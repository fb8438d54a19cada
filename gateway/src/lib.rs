//! Realtime voice-assistant gateway.
//!
//! A browser streams push-to-talk PCM over a WebSocket; the gateway relays
//! it to the Doubao realtime dialogue service and streams synthesized audio
//! and incremental transcripts back, journaling every session to disk.
//!
//! Modules map onto the moving parts:
//! - [`config`] — operator configuration, loaded once from the environment.
//! - [`journal`] — append-only per-session event log plus summaries.
//! - [`registry`] — process-wide id → session map.
//! - [`session`] — the per-session record and its serialization lane.
//! - [`relay`] — browser ⇄ upstream translation and lifecycle coupling.
//! - [`server`] — the axum router and HTTP endpoints.

pub mod config;
pub mod journal;
pub mod messages;
pub mod registry;
pub mod relay;
pub mod server;
pub mod session;

pub use config::Config;
pub use server::{router, serve, AppState};
//! Binary framing protocol for the realtime dialogue service.
//!
//! Wire format:
//! - Header (4 bytes):
//!   - (4bits) version + (4bits) header_size (in 4-byte units)
//!   - (4bits) message_type + (4bits) flags
//!   - (4bits) serialization + (4bits) compression
//!   - (8bits) reserved
//!
//! - Client frames: [optional event (4 bytes)] [optional session_id
//!   (4-byte len + data)] payload_size (4 bytes) + payload
//! - Server frames: [optional sequence] [optional event] session_id len
//!   (may be zero) + data, payload_size + payload
//! - Error frames: error_code (4 bytes) + payload_size + payload
//!
//! Decoding is total: malformed input yields `None`, never a panic, so the
//! read loop can skip unusable frames.

use std::io::{Read, Write};

use bytes::{BufMut, BytesMut};
use flate2::read::GzDecoder;
use flate2::write::GzEncoder;
use flate2::Compression as GzLevel;

use crate::error::Result;

// ================== Protocol Constants ==================

/// Protocol version (high nibble of byte 0).
pub const PROTOCOL_VERSION: u8 = 0b0001;

/// Message type.
#[repr(u8)]
#[derive(Debug, Clone, Copy, PartialEq, Eq, Default)]
pub enum MessageType {
    #[default]
    FullClient = 0b0001,
    AudioOnlyClient = 0b0010,
    FullServer = 0b1001,
    ServerAck = 0b1011,
    Error = 0b1111,
}

impl MessageType {
    /// Maps a header nibble to a message type. Unknown nibbles have no
    /// representation and the whole frame is discarded.
    pub fn from_bits(v: u8) -> Option<MessageType> {
        match v {
            0b0001 => Some(MessageType::FullClient),
            0b0010 => Some(MessageType::AudioOnlyClient),
            0b1001 => Some(MessageType::FullServer),
            0b1011 => Some(MessageType::ServerAck),
            0b1111 => Some(MessageType::Error),
            _ => None,
        }
    }

    /// Returns true for the server-originated types.
    pub fn is_server(&self) -> bool {
        matches!(
            self,
            MessageType::FullServer | MessageType::ServerAck | MessageType::Error
        )
    }
}

/// Message flags. A bitfield, not mutually exclusive.
#[derive(Debug, Clone, Copy, PartialEq, Eq, Default)]
pub struct Flags(pub u8);

impl Flags {
    pub const NONE: Flags = Flags(0b0000);
    /// Positive sequence number present.
    pub const POS_SEQUENCE: Flags = Flags(0b0001);
    /// Negative sequence present; doubles as the audio tail marker.
    pub const NEG_SEQUENCE: Flags = Flags(0b0010);
    /// Event code present.
    pub const WITH_EVENT: Flags = Flags(0b0100);

    pub fn bits(self) -> u8 {
        self.0
    }

    pub fn contains(self, other: Flags) -> bool {
        self.0 & other.0 == other.0
    }

    pub fn with(self, other: Flags) -> Flags {
        Flags(self.0 | other.0)
    }

    /// Either sequence bit set.
    pub fn has_sequence(self) -> bool {
        self.0 & (Self::POS_SEQUENCE.0 | Self::NEG_SEQUENCE.0) != 0
    }
}

/// Serialization type.
#[repr(u8)]
#[derive(Debug, Clone, Copy, PartialEq, Eq, Default)]
pub enum Serialization {
    #[default]
    None = 0b0000,
    Json = 0b0001,
}

impl From<u8> for Serialization {
    fn from(v: u8) -> Self {
        match v {
            0b0001 => Serialization::Json,
            _ => Serialization::None,
        }
    }
}

/// Compression type.
#[repr(u8)]
#[derive(Debug, Clone, Copy, PartialEq, Eq, Default)]
pub enum Compression {
    #[default]
    None = 0b0000,
    Gzip = 0b0001,
}

impl From<u8> for Compression {
    fn from(v: u8) -> Self {
        match v {
            0b0001 => Compression::Gzip,
            _ => Compression::None,
        }
    }
}

/// Protocol event codes.
pub mod events {
    pub const START_CONNECTION: i32 = 1;
    pub const FINISH_CONNECTION: i32 = 2;
    pub const CONNECTION_STARTED: i32 = 50;
    pub const CONNECTION_FAILED: i32 = 51;

    pub const START_SESSION: i32 = 100;
    pub const FINISH_SESSION: i32 = 102;
    pub const SESSION_STARTED: i32 = 150;
    pub const SESSION_FAILED: i32 = 153;

    pub const TASK_REQUEST: i32 = 200;
    pub const SAY_HELLO: i32 = 300;
    pub const SESSION_INTERRUPTED: i32 = 450;
    pub const CHAT_TEXT_QUERY: i32 = 501;
}

/// Size of the zero payload carried by the audio tail frame.
pub const AUDIO_TAIL_BYTES: usize = 320;

// ================== Frame ==================

/// Decoded payload of one frame, narrowed once at the protocol boundary.
#[derive(Debug, Clone, PartialEq)]
pub enum Payload {
    /// JSON document (usually an object).
    Json(serde_json::Value),
    /// Raw bytes, e.g. synthesized audio.
    Bytes(Vec<u8>),
    /// UTF-8 text that did not parse as JSON.
    Text(String),
}

impl Default for Payload {
    fn default() -> Self {
        Payload::Bytes(Vec::new())
    }
}

impl Payload {
    pub fn as_json(&self) -> Option<&serde_json::Value> {
        match self {
            Payload::Json(v) => Some(v),
            _ => None,
        }
    }

    pub fn as_bytes(&self) -> Option<&[u8]> {
        match self {
            Payload::Bytes(b) => Some(b),
            _ => None,
        }
    }

    /// Renders the payload as human-readable text for error reporting.
    pub fn display_text(&self) -> String {
        match self {
            Payload::Json(v) => v.to_string(),
            Payload::Text(s) => s.clone(),
            Payload::Bytes(b) => String::from_utf8_lossy(b).into_owned(),
        }
    }

    fn to_wire(&self, serialization: Serialization) -> Result<Vec<u8>> {
        match (self, serialization) {
            (Payload::Json(v), Serialization::Json) => Ok(serde_json::to_vec(v)?),
            (Payload::Json(v), Serialization::None) => Ok(serde_json::to_vec(v)?),
            (Payload::Text(s), _) => Ok(s.as_bytes().to_vec()),
            (Payload::Bytes(b), _) => Ok(b.clone()),
        }
    }
}

/// One message of the binary envelope.
#[derive(Debug, Clone, PartialEq)]
pub struct Frame {
    pub version: u8,
    pub header_size: u8,
    pub msg_type: MessageType,
    pub flags: Flags,
    pub serialization: Serialization,
    pub compression: Compression,
    pub event: Option<i32>,
    pub sequence: Option<i32>,
    pub session_id: Option<String>,
    pub error_code: Option<u32>,
    pub payload: Payload,
}

impl Default for Frame {
    fn default() -> Self {
        Self {
            version: PROTOCOL_VERSION,
            header_size: 1,
            msg_type: MessageType::FullClient,
            flags: Flags::NONE,
            serialization: Serialization::Json,
            compression: Compression::None,
            event: None,
            sequence: None,
            session_id: None,
            error_code: None,
            payload: Payload::default(),
        }
    }
}

impl Frame {
    /// Full-client frame carrying an event code and a JSON body.
    pub fn client_event(
        event: i32,
        session_id: Option<&str>,
        body: serde_json::Value,
    ) -> Frame {
        Frame {
            msg_type: MessageType::FullClient,
            flags: Flags::WITH_EVENT,
            serialization: Serialization::Json,
            compression: Compression::Gzip,
            event: Some(event),
            session_id: session_id.map(str::to_string),
            payload: Payload::Json(body),
            ..Default::default()
        }
    }

    /// Audio-only frame for one chunk of input audio.
    pub fn audio_chunk(session_id: &str, audio: Vec<u8>) -> Frame {
        Frame {
            msg_type: MessageType::AudioOnlyClient,
            flags: Flags::WITH_EVENT,
            serialization: Serialization::None,
            compression: Compression::Gzip,
            event: Some(events::TASK_REQUEST),
            session_id: Some(session_id.to_string()),
            payload: Payload::Bytes(audio),
            ..Default::default()
        }
    }

    /// Audio tail marker: the negative-sequence bit with a zero payload
    /// tells the service no further input audio follows.
    pub fn audio_tail() -> Frame {
        Frame {
            msg_type: MessageType::AudioOnlyClient,
            flags: Flags::NEG_SEQUENCE,
            serialization: Serialization::None,
            compression: Compression::Gzip,
            payload: Payload::Bytes(vec![0u8; AUDIO_TAIL_BYTES]),
            ..Default::default()
        }
    }
}

// ================== Encode ==================

/// Encodes a frame to wire bytes. Client types use the client field layout;
/// server types mirror the decode layout so round trips hold.
pub fn encode(frame: &Frame) -> Result<Vec<u8>> {
    let mut buf = BytesMut::with_capacity(256);

    let header_size = frame.header_size.max(1);
    buf.put_u8((frame.version << 4) | (header_size & 0x0f));
    buf.put_u8(((frame.msg_type as u8) << 4) | (frame.flags.bits() & 0x0f));
    buf.put_u8(((frame.serialization as u8) << 4) | (frame.compression as u8));
    buf.put_u8(0x00); // reserved

    // Extra header words are reserved and zero.
    for _ in 1..header_size {
        buf.put_u32(0);
    }

    match frame.msg_type {
        MessageType::FullServer | MessageType::ServerAck => {
            if frame.flags.has_sequence() {
                buf.put_i32(frame.sequence.unwrap_or(0));
            }
            if frame.flags.contains(Flags::WITH_EVENT) {
                buf.put_i32(frame.event.unwrap_or(0));
            }
            let sid = frame.session_id.as_deref().unwrap_or("");
            buf.put_i32(sid.len() as i32);
            buf.put_slice(sid.as_bytes());
        }
        MessageType::Error => {
            buf.put_u32(frame.error_code.unwrap_or(0));
        }
        MessageType::FullClient | MessageType::AudioOnlyClient => {
            if frame.flags.contains(Flags::WITH_EVENT) {
                buf.put_u32(frame.event.unwrap_or(0) as u32);
            }
            if let Some(sid) = &frame.session_id {
                buf.put_i32(sid.len() as i32);
                buf.put_slice(sid.as_bytes());
            }
        }
    }

    let mut payload = frame.payload.to_wire(frame.serialization)?;
    if frame.compression == Compression::Gzip && !payload.is_empty() {
        payload = gzip_compress(&payload)?;
    }
    buf.put_u32(payload.len() as u32);
    buf.put_slice(&payload);

    Ok(buf.to_vec())
}

// ================== Decode ==================

/// Decodes one server frame. Returns `None` for truncated input, unknown
/// message types, and client frames; never panics and never fails.
pub fn decode(data: &[u8]) -> Option<Frame> {
    let mut r = Reader::new(data);

    let b0 = r.u8()?;
    let b1 = r.u8()?;
    let b2 = r.u8()?;
    let _reserved = r.u8()?;

    let version = b0 >> 4;
    let header_size = (b0 & 0x0f).max(1);
    let msg_type = MessageType::from_bits(b1 >> 4)?;
    let flags = Flags(b1 & 0x0f);
    let serialization = Serialization::from(b2 >> 4);
    let compression = Compression::from(b2 & 0x0f);

    // The payload offset honors the declared header size even when it is
    // larger than the one word we define.
    r.skip((header_size as usize - 1) * 4)?;

    let mut frame = Frame {
        version,
        header_size,
        msg_type,
        flags,
        serialization,
        compression,
        ..Default::default()
    };

    match msg_type {
        MessageType::FullServer | MessageType::ServerAck => {
            if flags.has_sequence() {
                frame.sequence = Some(r.i32()?);
            }
            if flags.contains(Flags::WITH_EVENT) {
                frame.event = Some(r.i32()?);
            }
            let sid_len = r.i32()?;
            if sid_len > 0 {
                let raw = r.take(sid_len as usize)?;
                frame.session_id = Some(String::from_utf8_lossy(raw).into_owned());
            }
            frame.payload = read_payload(&mut r, serialization, compression)?;
        }
        MessageType::Error => {
            frame.error_code = Some(r.u32()?);
            frame.payload = read_payload(&mut r, serialization, compression)?;
        }
        MessageType::FullClient | MessageType::AudioOnlyClient => return None,
    }

    Some(frame)
}

fn read_payload(r: &mut Reader, serialization: Serialization, compression: Compression) -> Option<Payload> {
    let len = r.u32()? as usize;
    let raw = r.take(len)?.to_vec();

    // A gzip bit on an uncompressed payload surfaces the raw bytes rather
    // than failing the frame.
    let raw = if compression == Compression::Gzip {
        gzip_decompress(&raw).unwrap_or(raw)
    } else {
        raw
    };

    Some(match serialization {
        Serialization::Json => match serde_json::from_slice(&raw) {
            Ok(v) => Payload::Json(v),
            Err(_) => Payload::Text(String::from_utf8_lossy(&raw).into_owned()),
        },
        Serialization::None => Payload::Bytes(raw),
    })
}

/// Bounds-checked big-endian reads over a byte slice.
struct Reader<'a> {
    buf: &'a [u8],
    pos: usize,
}

impl<'a> Reader<'a> {
    fn new(buf: &'a [u8]) -> Self {
        Self { buf, pos: 0 }
    }

    fn u8(&mut self) -> Option<u8> {
        let b = *self.buf.get(self.pos)?;
        self.pos += 1;
        Some(b)
    }

    fn u32(&mut self) -> Option<u32> {
        let raw = self.take(4)?;
        Some(u32::from_be_bytes([raw[0], raw[1], raw[2], raw[3]]))
    }

    fn i32(&mut self) -> Option<i32> {
        self.u32().map(|v| v as i32)
    }

    fn take(&mut self, n: usize) -> Option<&'a [u8]> {
        let end = self.pos.checked_add(n)?;
        let slice = self.buf.get(self.pos..end)?;
        self.pos = end;
        Some(slice)
    }

    fn skip(&mut self, n: usize) -> Option<()> {
        self.take(n).map(|_| ())
    }
}

// ================== Gzip ==================

fn gzip_compress(data: &[u8]) -> Result<Vec<u8>> {
    let mut encoder = GzEncoder::new(Vec::new(), GzLevel::default());
    encoder.write_all(data)?;
    Ok(encoder.finish()?)
}

fn gzip_decompress(data: &[u8]) -> Result<Vec<u8>> {
    let mut decoder = GzDecoder::new(data);
    let mut decompressed = Vec::new();
    decoder.read_to_end(&mut decompressed)?;
    Ok(decompressed)
}

// ================== Client-side decode (test support) ==================

/// Decodes a client frame the way the dialogue service would. Only used by
/// mock upstream servers in tests; production decode handles server frames.
#[cfg(test)]
pub(crate) fn decode_client(data: &[u8]) -> Option<Frame> {
    let mut r = Reader::new(data);

    let b0 = r.u8()?;
    let b1 = r.u8()?;
    let b2 = r.u8()?;
    let _reserved = r.u8()?;

    let header_size = (b0 & 0x0f).max(1);
    let msg_type = MessageType::from_bits(b1 >> 4)?;
    if msg_type.is_server() {
        return None;
    }
    let flags = Flags(b1 & 0x0f);
    let serialization = Serialization::from(b2 >> 4);
    let compression = Compression::from(b2 & 0x0f);
    r.skip((header_size as usize - 1) * 4)?;

    let mut frame = Frame {
        version: b0 >> 4,
        header_size,
        msg_type,
        flags,
        serialization,
        compression,
        ..Default::default()
    };

    if flags.contains(Flags::WITH_EVENT) {
        let event = r.i32()?;
        frame.event = Some(event);
        // Connection-level events carry no session id.
        let connection_event = matches!(
            event,
            events::START_CONNECTION
                | events::FINISH_CONNECTION
                | events::CONNECTION_STARTED
                | events::CONNECTION_FAILED
        );
        if !connection_event {
            let sid_len = r.i32()?;
            if sid_len > 0 {
                let raw = r.take(sid_len as usize)?;
                frame.session_id = Some(String::from_utf8_lossy(raw).into_owned());
            }
        }
    }

    frame.payload = read_payload(&mut r, serialization, compression)?;
    Some(frame)
}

## What is needed:
Looking at the entries above, state the number of lines that contain "dialogue" and add nothing more.

## Response below:
3